Los libreros sub-30 que forman nuevos lectores neuquinos

Abrieron sus propios locales, donde transmiten su pasión por los libros.

PABLO MONTANARO
montanarop@lmneuquen.com.ar

NEUQUÉN
“Hay que estar un poco loco para abrir una librería”, afirma Javier Fernández, quien hace siete años asumió su propia locura para abrir Factotum, en Alcorta 219 de esta ciudad. “Ser librero es una pasión porque sabés que no es un negocio muy redituable”, confiesa Matías Buduba, quien hace un año junto a su pareja, Vanesa Brown, decidieron con Abrí Mundos, en Santa Fe 679, darles un espacio a las editoriales pequeñas e independientes y a los escritores regionales.

Javier y Matías tienen 32 años, Vanesa cumplió hace poco los 30. Son los jóvenes libreros que actualmente guían en el camino de la lectura a los vecinos de esta ciudad. Los tres aseguran que la relación que tienen con los libros es total, pasional.

32 años tienen Matías Buduba (izquierda) y Javier Fernández. 30, Vanesa Brown.

Antes de abrir Factotum, Javier trabajó más de cinco años en Galerna y siente que el librero es “el gran revelador de los perfiles literarios de la gente”. Sin embargo, este librero, que además es escritor, se sincera: “Mal que nos pese, hay que vender a (Bernardo) Stamateas para seguir con las puertas abiertas”.

Mientras estudiaba Comunicación Social en Buenos Aires, Matías trabajaba en la librería Kirker y luego en Cúspide. Ese ferviente oficio de leer y compartir con generosidad la pasión por la lectura le hace decir que el librero “elige los libros que le gustaría leer”.

“Siempre tuvimos la intención de que nuestra librería tenga una cierta orientación, una selección de libros y editoriales independientes o chicas, que no se consiguen en las grandes cadenas”, explica Matías. “De alguna manera vamos formando lectores y los lectores nos forman a nosotros”, interviene Vanesa, quien describe que principalmente venden libros de narrativa argentina contemporánea de editoriales difíciles de conseguir en la zona.
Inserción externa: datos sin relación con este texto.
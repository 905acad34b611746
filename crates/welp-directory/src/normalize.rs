//! Conversion of raw directory records into [`RestaurantCandidate`]s.

use std::str::FromStr;

use rust_decimal::Decimal;
use serde_json::Value;
use welp_core::{Coordinate, RestaurantCandidate};

use crate::types::RawRestaurant;

/// Reads a number that may arrive as a JSON number or a numeric string.
fn value_as_f64(value: &Value) -> Option<f64> {
    match value {
        Value::Number(n) => n.as_f64(),
        Value::String(s) => s.trim().parse().ok(),
        _ => None,
    }
}

fn value_as_decimal(value: &Value) -> Option<Decimal> {
    match value {
        Value::Number(n) => Decimal::from_str(&n.to_string()).ok(),
        Value::String(s) => Decimal::from_str(s.trim()).ok(),
        _ => None,
    }
}

fn value_as_text(value: &Value) -> Option<String> {
    match value {
        Value::String(s) if !s.trim().is_empty() => Some(s.trim().to_string()),
        Value::Number(n) => Some(n.to_string()),
        _ => None,
    }
}

fn non_blank(s: Option<&String>) -> Option<String> {
    s.map(|s| s.trim()).filter(|s| !s.is_empty()).map(str::to_string)
}

/// Converts a raw directory record into a candidate.
///
/// Fields that are missing or unparseable become `None`. A `(0, 0)`
/// coordinate is the provider's placeholder for "unknown" and is dropped.
#[must_use]
pub fn normalize_restaurant(raw: &RawRestaurant) -> RestaurantCandidate {
    let location = raw.location.as_ref();

    let latitude = location
        .and_then(|l| l.latitude.as_ref())
        .and_then(value_as_f64);
    let longitude = location
        .and_then(|l| l.longitude.as_ref())
        .and_then(value_as_f64);
    let coordinate = match (latitude, longitude) {
        (Some(lat), Some(lon)) if lat != 0.0 || lon != 0.0 => Coordinate::checked(lat, lon),
        _ => None,
    };

    RestaurantCandidate {
        name: non_blank(raw.name.as_ref()),
        address: non_blank(location.and_then(|l| l.address.as_ref())),
        coordinate,
        average_cost_for_two: raw
            .average_cost_for_two
            .as_ref()
            .and_then(value_as_decimal)
            .filter(|c| !c.is_sign_negative()),
        rating: raw
            .user_rating
            .as_ref()
            .and_then(|r| r.aggregate_rating.as_ref())
            .and_then(value_as_text),
    }
}
//! Search resolution and result rendering.
//!
//! Turns a validated [`welp_core::SearchRequest`] into a rendered result set:
//! resolve the user's location (device, then postal code, then city name),
//! query the place directory, keep what fits the budget, and keep the map
//! markers, list rows and the single open popup in step with each other.
//! Signed-in searches are appended to a per-identity history that can be
//! replayed later.

pub mod error;
pub mod filter;
pub mod history;
pub mod identity;
pub mod orchestrator;
pub mod providers;
pub mod resolver;
pub mod session;
pub mod surface;
pub mod view;

pub use error::{AuthError, HistoryError, LocateError, SearchError, ViewError};
pub use filter::{filter_candidates, ResultSet, PAGE_LIMIT};
pub use history::{
    HistoryStore, HistorySubscription, JsonlHistoryStore, MemoryHistoryStore, RecentSearches,
    RECENT_SEARCH_CAP,
};
pub use identity::{sign_in_or_register, AccountProvider, Identity, LocalAccounts};
pub use orchestrator::{CompletedSearch, SearchOrchestrator, SearchOrigin, SearchOutcome};
pub use providers::{DeviceLocator, FixedLocator, Geocoder, PlaceDirectory};
pub use resolver::{LocationResolver, Resolution};
pub use session::{SearchSession, SearchTicket};
pub use surface::MemorySurface;
pub use view::{
    ListRowHandle, ListRowInfo, MarkerHandle, MarkerKind, MarkerInfo, ResultLink, ViewEvent,
    ViewSurface, ViewSynchronizer, INITIAL_ZOOM,
};
use thiserror::Error;
use welp_core::ValidationError;
use welp_directory::DirectoryError;

/// Why a search did not produce a rendered result set.
///
/// The `Display` text of the user-facing variants is what the front end shows.
#[derive(Debug, Error)]
pub enum SearchError {
    #[error(transparent)]
    Invalid(#[from] ValidationError),

    #[error("No restaurants found: we couldn't find a city called \"{0}\".")]
    CityNotFound(String),

    #[error("No restaurants found: the restaurant directory is unavailable ({0}).")]
    Directory(#[from] DirectoryError),

    /// A newer search started before this one settled; its results were discarded.
    #[error("search {generation} was superseded by search {current}")]
    Superseded { generation: u64, current: u64 },
}

/// Why the device could not report its position.
#[derive(Debug, Clone, PartialEq, Eq, Error)]
pub enum LocateError {
    #[error("location permission denied")]
    PermissionDenied,

    #[error("position unavailable")]
    Unavailable,
}

#[derive(Debug, Error)]
pub enum HistoryError {
    #[error("history I/O error: {0}")]
    Io(#[from] std::io::Error),

    #[error("history encoding error: {0}")]
    Encode(#[from] serde_json::Error),

    #[error("invalid history owner key \"{0}\"")]
    InvalidOwnerKey(String),
}

#[derive(Debug, Error)]
pub enum AuthError {
    #[error(transparent)]
    Invalid(#[from] ValidationError),

    #[error("no account exists for this email")]
    UserNotFound,

    #[error("Incorrect password.")]
    WrongPassword,

    #[error("An account already exists for this email.")]
    EmailInUse,

    #[error("account store I/O error: {0}")]
    Io(#[from] std::io::Error),

    #[error("account store is corrupt: {0}")]
    Corrupt(#[from] serde_json::Error),
}

#[derive(Debug, Clone, PartialEq, Eq, Error)]
pub enum ViewError {
    #[error("no result at index {index} (result set has {len})")]
    UnknownIndex { index: usize, len: usize },
}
Para Fernández, hay dos clases de libreros: los desapachadores, que son los que trabajan en grandes cadenas de librerías, y los que tratan de refundar el oficio. “Mostramos y recomendamos lo que nos parece que se tendría que leer, aunque nos equivoquemos muchas veces”, destaca.

Sostiene que tienen algo de formadores de lectores. “Cuando tus clientes ven que a uno le interesa el oficio y no es un despachador, preguntan, piden consejos. Es común que algún indeciso te pida que le des el libro que más te gustó o lo que estás leyendo. Y cuando das en la tecla, a la otra semana vuelven, buscando otra recomendación”.

FRASEs
“Mi vida se va en leer libros, escribir libros, vender libros y, en mis ratos libres, hablar de libros”.
Javier Fernández
“Seleccionamos los libros de acuerdo con el gusto del cliente-lector que viene a nuestra librería”.
Matías Buduba

OPINIÓN
Recuperan el concepto de librero

Mauricio Bertuzzi
Editor

La globalización impone hasta lo que tenemos que leer y la crisis decide que el libro es lo primero que dejamos “para tiempos mejores”. Como una contracultura, las librerías “chicas” plantean una resistencia y una lucha desigual por mantener la bibliodiversidad en el ecosistema del libro. Javier, Matías y Vanesa recuperan, a su manera, el concepto de librero. Arman la vidriera de acuerdo con lo que les gusta y salen a buscar al lector. Neuquén tiene pocas librerías con relación a la cantidad de habitantes, pero muchos libros a la espera de nuevos lectores. En una ciudad donde el mayor productor cultural es el casino, libreros y editores independientes se reconocen por el amor a los libros y por ser especies en vías de extinción.